## WHAT NEEDS TO BE DONE
What is needed is an exact copy of all the lines below.

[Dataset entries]
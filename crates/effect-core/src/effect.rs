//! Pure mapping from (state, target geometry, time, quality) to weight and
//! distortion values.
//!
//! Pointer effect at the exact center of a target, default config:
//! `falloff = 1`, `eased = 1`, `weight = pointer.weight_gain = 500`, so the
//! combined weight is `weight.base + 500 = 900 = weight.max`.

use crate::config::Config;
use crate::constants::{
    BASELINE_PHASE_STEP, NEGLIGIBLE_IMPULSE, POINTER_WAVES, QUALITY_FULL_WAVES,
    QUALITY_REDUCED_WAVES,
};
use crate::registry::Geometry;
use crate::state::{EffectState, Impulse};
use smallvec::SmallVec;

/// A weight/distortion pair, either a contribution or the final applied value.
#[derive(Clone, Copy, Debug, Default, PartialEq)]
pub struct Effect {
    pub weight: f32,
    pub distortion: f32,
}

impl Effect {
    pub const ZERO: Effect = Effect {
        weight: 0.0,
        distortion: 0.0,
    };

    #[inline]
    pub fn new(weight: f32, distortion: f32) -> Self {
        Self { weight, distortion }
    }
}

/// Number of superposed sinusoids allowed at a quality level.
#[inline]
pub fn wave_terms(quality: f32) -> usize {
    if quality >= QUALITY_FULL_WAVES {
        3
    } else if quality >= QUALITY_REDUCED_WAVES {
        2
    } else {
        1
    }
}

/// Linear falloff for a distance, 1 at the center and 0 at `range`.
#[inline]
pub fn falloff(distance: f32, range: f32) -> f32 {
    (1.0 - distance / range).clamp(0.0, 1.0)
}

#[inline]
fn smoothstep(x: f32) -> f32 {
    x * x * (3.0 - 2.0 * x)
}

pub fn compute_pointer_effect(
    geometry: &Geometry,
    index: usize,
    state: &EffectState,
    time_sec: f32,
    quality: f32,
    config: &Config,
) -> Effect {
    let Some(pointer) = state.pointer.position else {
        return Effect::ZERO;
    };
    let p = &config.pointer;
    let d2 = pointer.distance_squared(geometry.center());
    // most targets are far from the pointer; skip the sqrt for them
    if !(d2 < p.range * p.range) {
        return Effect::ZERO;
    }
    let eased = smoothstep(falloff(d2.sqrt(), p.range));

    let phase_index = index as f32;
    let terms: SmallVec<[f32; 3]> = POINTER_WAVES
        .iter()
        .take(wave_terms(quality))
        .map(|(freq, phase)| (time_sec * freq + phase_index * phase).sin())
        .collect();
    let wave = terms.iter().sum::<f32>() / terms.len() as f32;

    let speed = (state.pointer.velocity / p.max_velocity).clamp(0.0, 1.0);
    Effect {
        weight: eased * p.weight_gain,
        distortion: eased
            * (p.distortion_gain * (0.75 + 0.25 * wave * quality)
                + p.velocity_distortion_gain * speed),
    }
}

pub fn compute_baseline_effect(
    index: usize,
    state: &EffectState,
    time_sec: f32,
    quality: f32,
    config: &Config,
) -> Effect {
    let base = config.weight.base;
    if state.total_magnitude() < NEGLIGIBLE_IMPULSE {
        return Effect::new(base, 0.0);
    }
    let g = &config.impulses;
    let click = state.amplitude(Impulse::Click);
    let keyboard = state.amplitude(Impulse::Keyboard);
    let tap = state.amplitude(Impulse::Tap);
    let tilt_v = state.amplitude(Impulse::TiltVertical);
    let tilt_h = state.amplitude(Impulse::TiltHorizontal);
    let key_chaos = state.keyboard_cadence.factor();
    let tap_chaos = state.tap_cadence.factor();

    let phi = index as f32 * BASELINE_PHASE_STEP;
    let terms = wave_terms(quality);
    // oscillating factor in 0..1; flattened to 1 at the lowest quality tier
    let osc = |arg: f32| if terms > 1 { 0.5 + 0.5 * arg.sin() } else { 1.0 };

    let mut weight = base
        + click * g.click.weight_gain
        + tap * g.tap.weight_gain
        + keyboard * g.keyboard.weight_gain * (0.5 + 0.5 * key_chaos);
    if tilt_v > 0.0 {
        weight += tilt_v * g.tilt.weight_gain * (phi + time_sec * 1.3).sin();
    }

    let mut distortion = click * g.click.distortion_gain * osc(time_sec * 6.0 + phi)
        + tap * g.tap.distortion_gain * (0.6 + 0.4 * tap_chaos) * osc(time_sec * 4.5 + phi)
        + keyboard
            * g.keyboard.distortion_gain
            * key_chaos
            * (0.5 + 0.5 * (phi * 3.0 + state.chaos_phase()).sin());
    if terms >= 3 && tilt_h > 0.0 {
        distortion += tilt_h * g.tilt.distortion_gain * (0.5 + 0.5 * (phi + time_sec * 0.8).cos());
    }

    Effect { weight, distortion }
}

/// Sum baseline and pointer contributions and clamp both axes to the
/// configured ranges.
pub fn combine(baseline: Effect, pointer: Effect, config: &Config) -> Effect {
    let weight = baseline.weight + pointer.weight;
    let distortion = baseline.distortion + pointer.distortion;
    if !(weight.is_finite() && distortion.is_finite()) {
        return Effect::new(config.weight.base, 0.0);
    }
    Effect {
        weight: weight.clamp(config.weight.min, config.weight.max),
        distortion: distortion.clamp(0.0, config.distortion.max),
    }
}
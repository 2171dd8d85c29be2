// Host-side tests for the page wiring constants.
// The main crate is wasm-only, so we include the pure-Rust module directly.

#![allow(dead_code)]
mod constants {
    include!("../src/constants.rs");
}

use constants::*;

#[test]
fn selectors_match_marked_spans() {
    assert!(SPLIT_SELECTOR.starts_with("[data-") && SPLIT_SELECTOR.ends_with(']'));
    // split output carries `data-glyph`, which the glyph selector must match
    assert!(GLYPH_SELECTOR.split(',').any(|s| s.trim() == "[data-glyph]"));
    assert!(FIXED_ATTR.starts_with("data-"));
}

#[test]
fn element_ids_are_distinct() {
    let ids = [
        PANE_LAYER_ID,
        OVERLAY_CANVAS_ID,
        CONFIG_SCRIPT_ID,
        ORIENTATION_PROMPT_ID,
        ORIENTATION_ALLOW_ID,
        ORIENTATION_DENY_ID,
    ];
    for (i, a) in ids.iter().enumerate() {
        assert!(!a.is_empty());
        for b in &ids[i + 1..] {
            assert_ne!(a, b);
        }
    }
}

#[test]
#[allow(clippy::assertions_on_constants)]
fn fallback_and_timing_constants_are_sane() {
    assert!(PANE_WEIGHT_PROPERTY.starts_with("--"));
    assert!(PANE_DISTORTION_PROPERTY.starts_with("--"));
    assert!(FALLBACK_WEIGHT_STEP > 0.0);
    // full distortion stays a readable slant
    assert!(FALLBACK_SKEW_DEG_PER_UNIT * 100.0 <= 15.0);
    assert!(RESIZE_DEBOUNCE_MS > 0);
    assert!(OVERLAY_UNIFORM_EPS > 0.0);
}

## TASK OUTPUT
filename crates/effect-core/src/effect.rs
//! Pure mapping from (state, target geometry, time, quality) to weight and
//! distortion values.
//!
//! Pointer effect at the exact center of a target, default config:
//! `falloff = 1`, `eased = 1`, `weight = pointer.weight_gain = 500`, so the
//! combined weight is `weight.base + 500 = 900 = weight.max`.

use crate::config::Config;
use crate::constants::{
    BASELINE_PHASE_STEP, NEGLIGIBLE_IMPULSE, POINTER_WAVES, QUALITY_FULL_WAVES,
    QUALITY_REDUCED_WAVES,
};
use crate::registry::Geometry;
use crate::state::{EffectState, Impulse};
use smallvec::SmallVec;

/// A weight/distortion pair, either a contribution or the final applied value.
#[derive(Clone, Copy, Debug, Default, PartialEq)]
pub struct Effect {
    pub weight: f32,
    pub distortion: f32,
}

impl Effect {
    pub const ZERO: Effect = Effect {
        weight: 0.0,
        distortion: 0.0,
    };

    #[inline]
    pub fn new(weight: f32, distortion: f32) -> Self {
        Self { weight, distortion }
    }
}

/// Number of superposed sinusoids allowed at a quality level.
#[inline]
pub fn wave_terms(quality: f32) -> usize {
    if quality >= QUALITY_FULL_WAVES {
        3
    } else if quality >= QUALITY_REDUCED_WAVES {
        2
    } else {
        1
    }
}

/// Linear falloff for a distance, 1 at the center and 0 at `range`.
#[inline]
pub fn falloff(distance: f32, range: f32) -> f32 {
    (1.0 - distance / range).clamp(0.0, 1.0)
}

#[inline]
fn smoothstep(x: f32) -> f32 {
    x * x * (3.0 - 2.0 * x)
}

pub fn compute_pointer_effect(
    geometry: &Geometry,
    index: usize,
    state: &EffectState,
    time_sec: f32,
    quality: f32,
    config: &Config,
) -> Effect {
    let Some(pointer) = state.pointer.position else {
        return Effect::ZERO;
    };
    let p = &config.pointer;
    let d2 = pointer.distance_squared(geometry.center());
    // most targets are far from the pointer; skip the sqrt for them
    if !(d2 < p.range * p.range) {
        return Effect::ZERO;
    }
    let eased = smoothstep(falloff(d2.sqrt(), p.range));

    let phase_index = index as f32;
    let terms: SmallVec<[f32; 3]> = POINTER_WAVES
        .iter()
        .take(wave_terms(quality))
        .map(|(freq, phase)| (time_sec * freq + phase_index * phase).sin())
        .collect();
    let wave = terms.iter().sum::<f32>() / terms.len() as f32;

    let speed = (state.pointer.velocity / p.max_velocity).clamp(0.0, 1.0);
    Effect {
        weight: eased * p.weight_gain,
        distortion: eased
            * (p.distortion_gain * (0.75 + 0.25 * wave * quality)
                + p.velocity_distortion_gain * speed),
    }
}

pub fn compute_baseline_effect(
    index: usize,
    state: &EffectState,
    time_sec: f32,
    quality: f32,
    config: &Config,
) -> Effect {
    let base = config.weight.base;
    if state.total_magnitude() < NEGLIGIBLE_IMPULSE {
        return Effect::new(base, 0.0);
    }
    let g = &config.impulses;
    let click = state.amplitude(Impulse::Click);
    let keyboard = state.amplitude(Impulse::Keyboard);
    let tap = state.amplitude(Impulse::Tap);
    let tilt_v = state.amplitude(Impulse::TiltVertical);
    let tilt_h = state.amplitude(Impulse::TiltHorizontal);
    let key_chaos = state.keyboard_cadence.factor();
    let tap_chaos = state.tap_cadence.factor();

    let phi = index as f32 * BASELINE_PHASE_STEP;
    let terms = wave_terms(quality);
    // oscillating factor in 0..1; flattened to 1 at the lowest quality tier
    let osc = |arg: f32| if terms > 1 { 0.5 + 0.5 * arg.sin() } else { 1.0 };

    let mut weight = base
        + click * g.click.weight_gain
        + tap * g.tap.weight_gain
        + keyboard * g.keyboard.weight_gain * (0.5 + 0.5 * key_chaos);
    if tilt_v > 0.0 {
        weight += tilt_v * g.tilt.weight_gain * (phi + time_sec * 1.3).sin();
    }

    let mut distortion = click * g.click.distortion_gain * osc(time_sec * 6.0 + phi)
        + tap * g.tap.distortion_gain * (0.6 + 0.4 * tap_chaos) * osc(time_sec * 4.5 + phi)
        + keyboard
            * g.keyboard.distortion_gain
            * key_chaos
            * (0.5 + 0.5 * (phi * 3.0 + state.chaos_phase()).sin());
    if terms >= 3 && tilt_h > 0.0 {
        distortion += tilt_h * g.tilt.distortion_gain * (0.5 + 0.5 * (phi + time_sec * 0.8).cos());
    }

    Effect { weight, distortion }
}

/// Sum baseline and pointer contributions and clamp both axes to the
/// configured ranges.
pub fn combine(baseline: Effect, pointer: Effect, config: &Config) -> Effect {
    let weight = baseline.weight + pointer.weight;
    let distortion = baseline.distortion + pointer.distortion;
    if !(weight.is_finite() && distortion.is_finite()) {
        return Effect::new(config.weight.base, 0.0);
    }
    Effect {
        weight: weight.clamp(config.weight.min, config.weight.max),
        distortion: distortion.clamp(0.0, config.distortion.max),
    }
}
repository 2171dd8d85c29be2
// Host-side tests for the page wiring constants.
// The main crate is wasm-only, so we include the pure-Rust module directly.

#![allow(dead_code)]
mod constants {
    include!("../src/constants.rs");
}

use constants::*;

#[test]
fn selectors_match_marked_spans() {
    assert!(SPLIT_SELECTOR.starts_with("[data-") && SPLIT_SELECTOR.ends_with(']'));
    // split output carries `data-glyph`, which the glyph selector must match
    assert!(GLYPH_SELECTOR.split(',').any(|s| s.trim() == "[data-glyph]"));
    assert!(FIXED_ATTR.starts_with("data-"));
}

#[test]
fn element_ids_are_distinct() {
    let ids = [
        PANE_LAYER_ID,
        OVERLAY_CANVAS_ID,
        CONFIG_SCRIPT_ID,
        ORIENTATION_PROMPT_ID,
        ORIENTATION_ALLOW_ID,
        ORIENTATION_DENY_ID,
    ];
    for (i, a) in ids.iter().enumerate() {
        assert!(!a.is_empty());
        for b in &ids[i + 1..] {
            assert_ne!(a, b);
        }
    }
}

#[test]
#[allow(clippy::assertions_on_constants)]
fn fallback_and_timing_constants_are_sane() {
    assert!(PANE_WEIGHT_PROPERTY.starts_with("--"));
    assert!(PANE_DISTORTION_PROPERTY.starts_with("--"));
    assert!(FALLBACK_WEIGHT_STEP > 0.0);
    // full distortion stays a readable slant
    assert!(FALLBACK_SKEW_DEG_PER_UNIT * 100.0 <= 15.0);
    assert!(RESIZE_DEBOUNCE_MS > 0);
    assert!(OVERLAY_UNIFORM_EPS > 0.0);
}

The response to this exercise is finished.